«Дар особенный»: художественный перевод в истории русской культуры - [90]

Шрифт
Интервал

ПЕСНЬ ХРИЗОСТОМА
                   Жестокая, раз для тебя отрада,
                   Чтобы из уст в уста твердили люди,
                   Сколь велика твоей гордыни сила,
                   Я почерпну из самой глуби ада
                   Унылый звук для истомленной груди,
                   Чтобы печаль мой голос исказила[603].

Не только в переводе Ватсон, но и в переводе Лозинского утрачено то, что при всех потерях сохранено в версии Жуковского и еще в большей степени присутствует в переводе Кузмина.
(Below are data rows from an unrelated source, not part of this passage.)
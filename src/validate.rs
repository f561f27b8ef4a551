//! Boundary validation
//!
//! The cart operations trust their inputs. These checks are for callers that
//! accept prices, coupons and rates from outside, before handing them on, and
//! for carts read back from storage. Upper bounds keep every total within
//! `Decimal`'s range, so arithmetic on validated values cannot overflow.

use rust_decimal::Decimal;
use thiserror::Error;

use crate::{catalog::CatalogItem, coupons::Coupon, items::CartLineItem};

/// Largest accepted price, flat reduction or shipping cost (one trillion).
///
/// A line of `MAX_AMOUNT * u32::MAX` units stays around 4.3e21, leaving room
/// to sum millions of such lines within `Decimal`'s range of about 7.9e28.
pub const MAX_AMOUNT: Decimal = Decimal::from_parts(0xD4A5_1000, 0xE8, 0, false, 0);

/// Largest accepted sales tax rate, as a fraction.
pub const MAX_TAX_RATE: Decimal = Decimal::ONE;

/// Input rejected at the boundary.
#[derive(Debug, Error, PartialEq, Eq)]
pub enum ValidationError {
    /// Catalog item has a negative price (item id, price).
    #[error("item {0} has negative price {1}")]
    NegativePrice(String, Decimal),

    /// Coupon code is empty or whitespace.
    #[error("coupon code cannot be empty")]
    EmptyCouponCode,

    /// Coupon has a negative flat reduction (code, amount).
    #[error("coupon {0} has negative flat amount {1}")]
    NegativeFlat(String, Decimal),

    /// Coupon percentage is outside 0 to 100 (code, percent).
    #[error("coupon {0} has percent {1}, expected 0 to 100")]
    PercentOutOfRange(String, Decimal),

    /// Shipping charge is negative.
    #[error("shipping cost cannot be negative: {0}")]
    NegativeShipping(Decimal),

    /// Sales tax rate is negative.
    #[error("sales tax rate cannot be negative: {0}")]
    NegativeTaxRate(Decimal),

    /// Amount exceeds [`MAX_AMOUNT`] (what it is, amount).
    #[error("{0} of {1} exceeds the maximum of {max}", max = MAX_AMOUNT)]
    AmountTooLarge(String, Decimal),

    /// Sales tax rate exceeds [`MAX_TAX_RATE`].
    #[error("sales tax rate {0} exceeds the maximum of {max}", max = MAX_TAX_RATE)]
    TaxRateTooHigh(Decimal),
}

fn check_amount(what: impl FnOnce() -> String, amount: Decimal) -> Result<(), ValidationError> {
    if amount > MAX_AMOUNT {
        return Err(ValidationError::AmountTooLarge(what(), amount));
    }

    Ok(())
}

/// Check a catalog item before it is offered to carts.
///
/// # Errors
///
/// Returns [`ValidationError::NegativePrice`] if the price is below zero, or
/// [`ValidationError::AmountTooLarge`] if it is above [`MAX_AMOUNT`].
pub fn validate_catalog_item(item: &CatalogItem) -> Result<(), ValidationError> {
    validate_price(&item.id, item.price)
}

/// Check a line read back from storage.
///
/// # Errors
///
/// Returns a [`ValidationError`] if the line's price is negative or too large.
pub fn validate_line_item(line: &CartLineItem) -> Result<(), ValidationError> {
    validate_price(&line.id, line.price)
}

fn validate_price(id: &str, price: Decimal) -> Result<(), ValidationError> {
    if price < Decimal::ZERO {
        return Err(ValidationError::NegativePrice(id.to_string(), price));
    }

    check_amount(|| format!("price of item {id}"), price)
}

/// Check a coupon before it is applied to a cart.
///
/// # Errors
///
/// Returns a [`ValidationError`] if the code is blank, the flat amount is
/// negative or above [`MAX_AMOUNT`], or the percentage is outside 0 to 100.
pub fn validate_coupon(coupon: &Coupon) -> Result<(), ValidationError> {
    if coupon.code.trim().is_empty() {
        return Err(ValidationError::EmptyCouponCode);
    }

    if let Some(flat) = coupon.flat
        && flat < Decimal::ZERO
    {
        return Err(ValidationError::NegativeFlat(coupon.code.clone(), flat));
    }

    if let Some(flat) = coupon.flat {
        check_amount(|| format!("flat amount of coupon {}", coupon.code), flat)?;
    }

    if let Some(percent) = coupon.percent
        && !(Decimal::ZERO..=Decimal::ONE_HUNDRED).contains(&percent)
    {
        return Err(ValidationError::PercentOutOfRange(
            coupon.code.clone(),
            percent,
        ));
    }

    Ok(())
}

/// Check a shipping charge.
///
/// # Errors
///
/// Returns [`ValidationError::NegativeShipping`] if `cost` is below zero, or
/// [`ValidationError::AmountTooLarge`] if it is above [`MAX_AMOUNT`].
pub fn validate_shipping_cost(cost: Decimal) -> Result<(), ValidationError> {
    if cost < Decimal::ZERO {
        return Err(ValidationError::NegativeShipping(cost));
    }

    check_amount(|| "shipping cost".to_string(), cost)
}

/// Check a sales tax rate, expressed as a fraction (0.1 for 10%).
///
/// # Errors
///
/// Returns [`ValidationError::NegativeTaxRate`] if `rate` is below zero, or
/// [`ValidationError::TaxRateTooHigh`] if it is above [`MAX_TAX_RATE`].
pub fn validate_tax_rate(rate: Decimal) -> Result<(), ValidationError> {
    if rate < Decimal::ZERO {
        return Err(ValidationError::NegativeTaxRate(rate));
    }

    if rate > MAX_TAX_RATE {
        return Err(ValidationError::TaxRateTooHigh(rate));
    }

    Ok(())
}
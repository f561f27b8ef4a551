//! Logging subscriber initialisation.

use std::io;

use tracing_subscriber::{
    EnvFilter, Registry,
    layer::{Layer, SubscriberExt},
    util::{SubscriberInitExt, TryInitError},
};

use crate::cli::config::{LogFormat, LoggingConfig};

/// Install the global subscriber. Logs go to stderr so receipts on stdout
/// stay clean.
pub(crate) fn init_subscriber(config: &LoggingConfig) -> Result<(), TryInitError> {
    match config.log_format {
        LogFormat::Compact => init_with_layer(
            config,
            tracing_subscriber::fmt::layer()
                .compact()
                .with_writer(io::stderr)
                .with_target(true),
        ),
        LogFormat::Json => init_with_layer(
            config,
            tracing_subscriber::fmt::layer()
                .json()
                .with_writer(io::stderr)
                .with_current_span(true)
                .with_target(true),
        ),
    }
}

fn build_env_filter(config: &LoggingConfig) -> EnvFilter {
    EnvFilter::try_from_default_env().unwrap_or_else(|_| EnvFilter::new(&config.log_level))
}

fn init_with_layer<L>(config: &LoggingConfig, fmt_layer: L) -> Result<(), TryInitError>
where
    L: Layer<Registry> + Send + Sync + 'static,
{
    tracing_subscriber::registry()
        .with(fmt_layer)
        .with(build_env_filter(config))
        .try_init()
}
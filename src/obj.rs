//! Wavefront OBJ text output.
//!
//! Vertices are written in input order with no deduplication: a glTF
//! primitive already has one vertex per unique attribute combination, so
//! positions, texcoords and normals share a single index per face corner.
//!
//! ```text
//! v 0.000000 0.000000 0.000000
//! vt 0.000000 1.000000
//! vn 0.000000 0.000000 1.000000
//! f 1/1/1 2/2/2 3/3/3
//! ```

use std::fmt::Write as FmtWrite;

use crate::error::{Result, TopologyError};
use crate::gltf::mesh::check_triangle_list;
use crate::gltf::{Document, MeshData};

/// Serializes a triangle list as OBJ text.
///
/// Lines are emitted as `v`, then `vt`, then `vn`, then `f`. Attribute
/// directives appear only for attributes that are present.
pub fn serialize(
    positions: &[[f32; 3]],
    normals: Option<&[[f32; 3]]>,
    texcoords: Option<&[[f32; 2]]>,
    indices: &[u32],
) -> Result<String, TopologyError> {
    check_triangle_list(positions.len(), normals, texcoords, indices)?;
    Ok(write_obj(positions, normals, texcoords, indices))
}

fn write_obj(
    positions: &[[f32; 3]],
    normals: Option<&[[f32; 3]]>,
    texcoords: Option<&[[f32; 2]]>,
    indices: &[u32],
) -> String {
    let mut obj = String::new();
    for position in positions {
        write_directive(&mut obj, "v", position);
    }
    for texcoord in texcoords.unwrap_or_default() {
        write_directive(&mut obj, "vt", texcoord);
    }
    for normal in normals.unwrap_or_default() {
        write_directive(&mut obj, "vn", normal);
    }

    let corner = |obj: &mut String, index: u32| {
        let index = u64::from(index) + 1;
        // Writing to a String cannot fail.
        let _ = match (texcoords.is_some(), normals.is_some()) {
            (false, false) => write!(obj, " {index}"),
            (true, false) => write!(obj, " {index}/{index}"),
            (false, true) => write!(obj, " {index}//{index}"),
            (true, true) => write!(obj, " {index}/{index}/{index}"),
        };
    };
    for triangle in indices.chunks_exact(3) {
        obj.push('f');
        for &index in triangle {
            corner(&mut obj, index);
        }
        obj.push('\n');
    }
    obj
}

/// Decodes mesh `mesh_index` of the document and serializes it.
pub fn mesh_to_obj(document: &Document, mesh_index: usize) -> Result<String> {
    // Every primitive was checked while decoding.
    let mesh = MeshData::from_document(document, mesh_index)?;
    let obj = write_obj(
        &mesh.positions,
        mesh.normals.as_deref(),
        mesh.texcoords.as_deref(),
        &mesh.indices,
    );
    tracing::debug!(
        "mesh {mesh_index}: {} vertices, {} triangles",
        mesh.vertex_count(),
        mesh.indices.len() / 3
    );
    Ok(obj)
}

impl MeshData {
    pub fn to_obj(&self) -> Result<String, TopologyError> {
        serialize(
            &self.positions,
            self.normals.as_deref(),
            self.texcoords.as_deref(),
            &self.indices,
        )
    }
}

fn write_directive(obj: &mut String, directive: &str, values: &[f32]) {
    obj.push_str(directive);
    for &value in values {
        obj.push(' ');
        push_number(obj, value);
    }
    obj.push('\n');
}

/// Six decimal places; values that round to zero are written unsigned.
fn push_number(obj: &mut String, value: f32) {
    let start = obj.len();
    let _ = write!(obj, "{value:.6}");
    if &obj[start..] == "-0.000000" {
        obj.replace_range(start..start + 1, "");
    }
}
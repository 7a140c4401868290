use crate::error::{Error, Result, TopologyError};
use crate::gltf::{decode, Document, Elements, Primitive, Semantic, MODE_TRIANGLES};

/// The decoded attributes of a mesh, with all primitives concatenated.
#[derive(Debug, Clone, Default, PartialEq)]
pub struct MeshData {
    pub positions: Vec<[f32; 3]>,
    pub normals: Option<Vec<[f32; 3]>>,
    pub texcoords: Option<Vec<[f32; 2]>>,
    pub indices: Vec<u32>,
}

impl MeshData {
    pub fn from_document(document: &Document, mesh_index: usize) -> Result<MeshData> {
        let mesh = document.mesh(mesh_index)?;
        let primitives = mesh
            .primitives
            .iter()
            .enumerate()
            .map(|(i, primitive)| read_primitive(document, mesh_index, i, primitive))
            .collect::<Result<Vec<_>>>()?;
        merge(mesh_index, primitives)
    }

    pub fn vertex_count(&self) -> usize {
        self.positions.len()
    }

    pub fn check(&self) -> Result<(), TopologyError> {
        check_triangle_list(
            self.positions.len(),
            self.normals.as_deref(),
            self.texcoords.as_deref(),
            &self.indices,
        )
    }
}

/// Checks that `indices` is a triangle list over `vertex_count` vertices and
/// that every optional attribute has one element per vertex.
pub fn check_triangle_list(
    vertex_count: usize,
    normals: Option<&[[f32; 3]]>,
    texcoords: Option<&[[f32; 2]]>,
    indices: &[u32],
) -> Result<(), TopologyError> {
    let counts = [
        (Semantic::Normal, normals.map(<[_]>::len)),
        (Semantic::Texcoord0, texcoords.map(<[_]>::len)),
    ];
    for (semantic, count) in counts {
        if let Some(found) = count.filter(|&found| found != vertex_count) {
            return Err(TopologyError::AttributeCount {
                semantic,
                expected: vertex_count,
                found,
            });
        }
    }
    if indices.len() % 3 != 0 {
        return Err(TopologyError::IndexCount(indices.len()));
    }
    if let Some(&index) = indices.iter().find(|&&index| index as usize >= vertex_count) {
        return Err(TopologyError::IndexOutOfRange {
            index,
            vertex_count,
        });
    }
    Ok(())
}

fn read_primitive(
    document: &Document,
    mesh: usize,
    index: usize,
    primitive: &Primitive,
) -> Result<MeshData> {
    if primitive.mode != MODE_TRIANGLES {
        return Err(TopologyError::UnsupportedMode(primitive.mode).in_primitive(mesh, index));
    }
    let position = primitive
        .attributes
        .position
        .ok_or(Error::MissingRequiredAttribute {
            mesh,
            primitive: index,
            semantic: Semantic::Position,
        })?;

    let in_primitive = |err: Error| err.in_primitive(mesh, index);
    let positions = read_attribute(document, position, Elements::to_vec3, "POSITION must be VEC3")
        .map_err(in_primitive)?;
    let normals = primitive
        .attributes
        .normal
        .map(|accessor| read_attribute(document, accessor, Elements::to_vec3, "NORMAL must be VEC3"))
        .transpose()
        .map_err(in_primitive)?;
    let texcoords = primitive
        .attributes
        .texcoord_0
        .map(|accessor| {
            read_attribute(document, accessor, Elements::to_vec2, "TEXCOORD_0 must be VEC2")
        })
        .transpose()
        .map_err(in_primitive)?;
    let indices = match primitive.indices {
        Some(accessor) => read_attribute(
            document,
            accessor,
            Elements::to_indices,
            "indices must be unsigned scalars",
        )
        .map_err(in_primitive)?,
        None => (0..positions.len() as u32).collect(),
    };

    let data = MeshData {
        positions,
        normals,
        texcoords,
        indices,
    };
    data.check().map_err(|err| err.in_primitive(mesh, index))?;
    Ok(data)
}

fn read_attribute<T>(
    document: &Document,
    accessor: usize,
    convert: impl FnOnce(&Elements) -> Option<T>,
    reason: &'static str,
) -> Result<T> {
    let elements = decode(document, accessor)?;
    convert(&elements).ok_or_else(|| {
        let declared = &document.accessors[accessor];
        Error::UnsupportedComponentType {
            accessor,
            component_type: declared.component_type,
            element_type: declared.element_type,
            reason,
        }
    })
}

fn merge(mesh: usize, mut primitives: Vec<MeshData>) -> Result<MeshData> {
    if primitives.len() == 1 {
        return Ok(primitives.remove(0));
    }
    let keep_normals = primitives.iter().all(|p| p.normals.is_some());
    let keep_texcoords = primitives.iter().all(|p| p.texcoords.is_some());
    for (semantic, kept, present) in [
        (
            Semantic::Normal,
            keep_normals,
            primitives.iter().any(|p| p.normals.is_some()),
        ),
        (
            Semantic::Texcoord0,
            keep_texcoords,
            primitives.iter().any(|p| p.texcoords.is_some()),
        ),
    ] {
        if present && !kept {
            tracing::warn!("mesh {mesh}: dropping {semantic}, not every primitive has it");
        }
    }

    let mut merged = MeshData {
        normals: keep_normals.then(Vec::new),
        texcoords: keep_texcoords.then(Vec::new),
        ..MeshData::default()
    };
    for primitive in primitives {
        let base = u32::try_from(merged.positions.len())
            .map_err(|_| crate::error::malformed(format!("mesh {mesh} has too many vertices")))?;
        merged
            .indices
            .extend(primitive.indices.iter().map(|&index| index + base));
        merged.positions.extend(primitive.positions);
        if let (Some(all), Some(normals)) = (&mut merged.normals, primitive.normals) {
            all.extend(normals);
        }
        if let (Some(all), Some(texcoords)) = (&mut merged.texcoords, primitive.texcoords) {
            all.extend(texcoords);
        }
    }
    Ok(merged)
}
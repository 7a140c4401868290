//! File-level conversion: load a document, write its meshes and transforms.

use std::fs;
use std::path::{Path, PathBuf};

use anyhow::{bail, Context, Result};
use rayon::prelude::*;
use serde::Deserialize;

use crate::gltf::{self, Document};
use crate::obj;
use crate::transforms::TransformTable;

/// How meshes are named on disk.
#[derive(Debug, Clone, PartialEq, Eq, Deserialize)]
#[serde(untagged)]
pub enum MeshNames {
    /// Mesh `i` is written as `names[i]`; meshes past the list are skipped.
    List { names: Vec<String> },
    /// `{}` in the pattern is replaced by the mesh index.
    Pattern { pattern: String },
}

impl Default for MeshNames {
    fn default() -> Self {
        MeshNames::Pattern {
            pattern: "mesh{}.obj".to_string(),
        }
    }
}

impl MeshNames {
    /// The (mesh index, file name) pairs to write for a document with `mesh_count` meshes.
    pub fn targets(&self, mesh_count: usize) -> Result<Vec<(usize, String)>> {
        match self {
            MeshNames::List { names } => {
                if names.len() > mesh_count {
                    bail!(
                        "{} mesh names given but the document has only {} meshes",
                        names.len(),
                        mesh_count
                    );
                }
                Ok(names.iter().cloned().enumerate().collect())
            }
            MeshNames::Pattern { pattern } => {
                if !pattern.contains("{}") {
                    bail!("mesh name pattern {:?} has no {{}} placeholder", pattern);
                }
                Ok((0..mesh_count)
                    .map(|i| (i, pattern.replace("{}", &i.to_string())))
                    .collect())
            }
        }
    }
}

/// Loads a `.glb`, or a `.gltf` with its companion binary.
///
/// When `binary` is not given, `<document>.bin` is used if it exists.
pub fn load_document(document: &Path, binary: Option<&Path>) -> Result<Document> {
    let is_glb = document
        .extension()
        .and_then(|ext| ext.to_str())
        .is_some_and(|ext| ext.eq_ignore_ascii_case("glb"));

    let loaded = if is_glb {
        let bytes =
            fs::read(document).with_context(|| format!("Failed to read GLB: {:?}", document))?;
        Document::from_glb(&bytes)
    } else {
        let json = fs::read_to_string(document)
            .with_context(|| format!("Failed to read glTF: {:?}", document))?;
        let binary = match binary {
            Some(binary) => Some(binary.to_path_buf()),
            None => Some(document.with_extension("bin")).filter(|path| path.exists()),
        };
        let blob = match &binary {
            Some(binary) => fs::read(binary)
                .with_context(|| format!("Failed to read binary: {:?}", binary))?,
            None => Vec::new(),
        };
        Document::from_json(&json, blob)
    };
    let loaded = loaded.with_context(|| format!("Failed to load {:?}", document))?;

    tracing::info!(
        "Loaded {:?}: {} meshes, {} nodes, {} accessors",
        document,
        loaded.meshes.len(),
        loaded.nodes.len(),
        loaded.accessors.len()
    );
    Ok(loaded)
}

/// Serializes the named meshes in parallel, then writes them in mesh order.
pub fn export_meshes(
    document: &Document,
    output_dir: &Path,
    names: &MeshNames,
) -> Result<Vec<PathBuf>> {
    let targets = names.targets(document.meshes.len())?;
    let objs: Vec<_> = targets
        .par_iter()
        .map(|&(mesh, _)| obj::mesh_to_obj(document, mesh))
        .collect();

    fs::create_dir_all(output_dir)
        .with_context(|| format!("Failed to create output directory: {:?}", output_dir))?;
    let mut written = Vec::with_capacity(targets.len());
    for ((mesh, name), obj) in targets.into_iter().zip(objs) {
        let obj = obj.with_context(|| format!("Failed to convert mesh {mesh} ({name})"))?;
        let path = output_dir.join(&name);
        fs::write(&path, obj).with_context(|| format!("Failed to write OBJ: {:?}", path))?;
        tracing::info!("Wrote mesh {mesh} -> {:?}", path);
        written.push(path);
    }
    Ok(written)
}

/// Walks the document's scene and renders its transform table.
pub fn export_transforms(document: &Document, dedup: bool, width: usize) -> Result<String> {
    let instances = gltf::walk(document).context("Failed to walk the scene graph")?;
    let table = TransformTable::collect(&instances, dedup);
    tracing::info!(
        "{} mesh instances, {} transforms{}",
        instances.len(),
        table.len(),
        if dedup { " after deduplication" } else { "" }
    );
    Ok(table.to_c_array(width))
}
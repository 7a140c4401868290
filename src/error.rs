use std::fmt;

use crate::gltf::{ComponentType, ElementType, Semantic};

pub type Result<T, E = Error> = std::result::Result<T, E>;

/// What a byte range was being read for, used to locate `OutOfBounds`.
#[derive(Debug, Clone, Copy, PartialEq, Eq)]
pub enum Location {
    BufferView(usize),
    Accessor(usize),
    /// An accessor whose buffer view does not fit in the blob.
    AccessorView { accessor: usize, view: usize },
}

impl fmt::Display for Location {
    fn fmt(&self, f: &mut fmt::Formatter<'_>) -> fmt::Result {
        match self {
            Location::BufferView(index) => write!(f, "buffer view {index}"),
            Location::Accessor(index) => write!(f, "accessor {index}"),
            Location::AccessorView { accessor, view } => {
                write!(f, "accessor {accessor} through buffer view {view}")
            }
        }
    }
}

#[derive(Debug, Clone, PartialEq, thiserror::Error)]
pub enum Error {
    #[error("{location}: byte range {start}..{end} exceeds the {limit} bytes available")]
    OutOfBounds {
        location: Location,
        start: usize,
        end: usize,
        limit: usize,
    },

    #[error("accessor {accessor}: {component_type:?} {element_type:?} is not supported ({reason})")]
    UnsupportedComponentType {
        accessor: usize,
        component_type: ComponentType,
        element_type: ElementType,
        reason: &'static str,
    },

    #[error("mesh {mesh} primitive {primitive}: {source}")]
    InvalidTopology {
        mesh: usize,
        primitive: usize,
        #[source]
        source: TopologyError,
    },

    #[error("node {node} is reachable from itself through its children")]
    CyclicGraph { node: usize },

    #[error("mesh {mesh} primitive {primitive} has no {semantic} accessor")]
    MissingRequiredAttribute {
        mesh: usize,
        primitive: usize,
        semantic: Semantic,
    },

    /// An accessor error met while reading a mesh primitive.
    #[error("mesh {mesh} primitive {primitive}: {source}")]
    InPrimitive {
        mesh: usize,
        primitive: usize,
        #[source]
        source: Box<Error>,
    },

    #[error("accessor {accessor} is sparse, which is not supported")]
    SparseAccessor { accessor: usize },

    #[error("malformed document: {0}")]
    Malformed(String),
}

/// Problems with the shape of a triangle list, independent of where it came from.
#[derive(Debug, Clone, PartialEq, Eq, thiserror::Error)]
pub enum TopologyError {
    #[error("{0} indices do not form a triangle list")]
    IndexCount(usize),

    #[error("index {index} is out of range for {vertex_count} vertices")]
    IndexOutOfRange { index: u32, vertex_count: usize },

    #[error("{semantic} has {found} elements but there are {expected} positions")]
    AttributeCount {
        semantic: Semantic,
        expected: usize,
        found: usize,
    },

    #[error("primitive mode {0} is not a triangle list")]
    UnsupportedMode(u32),
}

impl TopologyError {
    pub(crate) fn in_primitive(self, mesh: usize, primitive: usize) -> Error {
        Error::InvalidTopology {
            mesh,
            primitive,
            source: self,
        }
    }
}

impl Error {
    pub(crate) fn in_primitive(self, mesh: usize, primitive: usize) -> Error {
        Error::InPrimitive {
            mesh,
            primitive,
            source: Box::new(self),
        }
    }
}

pub(crate) fn malformed(message: impl Into<String>) -> Error {
    Error::Malformed(message.into())
}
Сочинение подобных (если не любых художественных) текстов является, прежде всего утонченной и изысканной литературной игрой. Более того, гениальность Сервантеса состоит в том, что основной текст романа представляет собой вполне определенную и более или менее описанную исследователями литературную игру, включенные в роман вставные новеллы и большая часть стихов – литературную игру совершенно иного типа, а роман в целом, построенный на взаимоотражении этих как минимум двух мировоззренческих и стилистических миров, – еще одну литературную игру.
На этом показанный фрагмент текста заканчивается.